Paula Andrea Maldonado Moscoso, Giuseppe Maduli, Giovanni Anobile, Roberto Arrighi and Elisa Castaldi
The symmetry-induced numerosity illusion depends on visual attention
Symmetry is an important and strong cue we rely on to organize the visual world. Although it is at the basis of objects segmentation in a visual scene, it can sometimes bias our perception. When asked to discriminate numerical quantities between symmetric and asymmetric arrays, individuals tend to underestimate the number of items in the symmetric stimuli. The reason for this underestimation is currently unknown. In this study we investigated whether the symmetry‑induced numerosity underestimation depends on perceptual grouping mechanisms by depriving attentional resources.
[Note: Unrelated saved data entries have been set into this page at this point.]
// ABOUTME: FetchRequest and Strategy types describing what to fetch and how to extract it.
// ABOUTME: Requests are validated on construction and immutable afterwards.

use std::fmt;
use std::str::FromStr;

use serde::{Deserialize, Serialize};
use url::Url;

use crate::error::ExtractError;
use crate::result::EngineKind;

/// Which engines the selector may try for a request.
#[derive(Debug, Clone, Copy, PartialEq, Eq, Default, Serialize, Deserialize)]
#[serde(rename_all = "lowercase")]
pub enum Strategy {
    /// Try every engine in fixed priority order until one produces usable output.
    #[default]
    Auto,
    Trafilatura,
    Readability,
    Basic,
}

impl Strategy {
    /// Engines to attempt, in order.
    pub fn engines(self) -> &'static [EngineKind] {
        match self {
            Strategy::Auto => &EngineKind::AUTO_ORDER,
            Strategy::Trafilatura => &[EngineKind::Trafilatura],
            Strategy::Readability => &[EngineKind::Readability],
            Strategy::Basic => &[EngineKind::Basic],
        }
    }
}

impl fmt::Display for Strategy {
    fn fmt(&self, f: &mut fmt::Formatter<'_>) -> fmt::Result {
        let s = match self {
            Strategy::Auto => "auto",
            Strategy::Trafilatura => "trafilatura",
            Strategy::Readability => "readability",
            Strategy::Basic => "basic",
        };
        write!(f, "{}", s)
    }
}

impl FromStr for Strategy {
    type Err = ExtractError;

    fn from_str(s: &str) -> Result<Self, Self::Err> {
        match s.trim().to_lowercase().as_str() {
            "auto" => Ok(Strategy::Auto),
            "trafilatura" => Ok(Strategy::Trafilatura),
            "readability" => Ok(Strategy::Readability),
            "basic" => Ok(Strategy::Basic),
            _ => Err(ExtractError::invalid_strategy(s)),
        }
    }
}

/// A validated request to fetch and extract one URL.
#[derive(Debug, Clone, PartialEq, Eq)]
pub struct FetchRequest {
    url: Url,
    strategy: Strategy,
    include_links: bool,
    include_metadata: bool,
}

impl FetchRequest {
    /// Create a request for an absolute http(s) URL with default settings
    /// (auto strategy, links and metadata included).
    pub fn new(url: &str) -> Result<Self, ExtractError> {
        let trimmed = url.trim();
        if trimmed.is_empty() {
            return Err(ExtractError::invalid_url(url, "FetchRequest", None));
        }

        let parsed = Url::parse(trimmed).map_err(|e| {
            ExtractError::invalid_url(
                url,
                "FetchRequest",
                Some(anyhow::anyhow!(
                    "please provide a complete URL (e.g. https://example.com): {}",
                    e
                )),
            )
        })?;

        if parsed.scheme() != "http" && parsed.scheme() != "https" {
            return Err(ExtractError::invalid_url(
                url,
                "FetchRequest",
                Some(anyhow::anyhow!("scheme must be http or https")),
            ));
        }
        if parsed.host_str().map_or(true, str::is_empty) {
            return Err(ExtractError::invalid_url(
                url,
                "FetchRequest",
                Some(anyhow::anyhow!("URL has no host")),
            ));
        }

        Ok(Self {
            url: parsed,
            strategy: Strategy::Auto,
            include_links: true,
            include_metadata: true,
        })
    }

    pub fn with_strategy(self, strategy: Strategy) -> Self {
        Self { strategy, ..self }
    }

    pub fn with_links(self, include_links: bool) -> Self {
        Self {
            include_links,
            ..self
        }
    }

    pub fn with_metadata(self, include_metadata: bool) -> Self {
        Self {
            include_metadata,
            ..self
        }
    }

    pub fn url(&self) -> &Url {
        &self.url
    }

    pub fn strategy(&self) -> Strategy {
        self.strategy
    }

    pub fn include_links(&self) -> bool {
        self.include_links
    }

    pub fn include_metadata(&self) -> bool {
        self.include_metadata
    }
}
Twenty‑six adults judged the numerosity of dot arrays arranged symmetrically or randomly, while ignoring a visual distractor (single task) or while simultaneously judging its color and orientation (dual‑task). Diverting attention to the concurrent color–orientation conjunction task halved the symmetry‑induced numerosity underestimation. Taken together these results showed that the bias in numerosity perception of symmetric arrays depends—at least partially—on attentional resources and suggested that it might originate from the recruitment of attentional dependent incremental grouping mechanisms.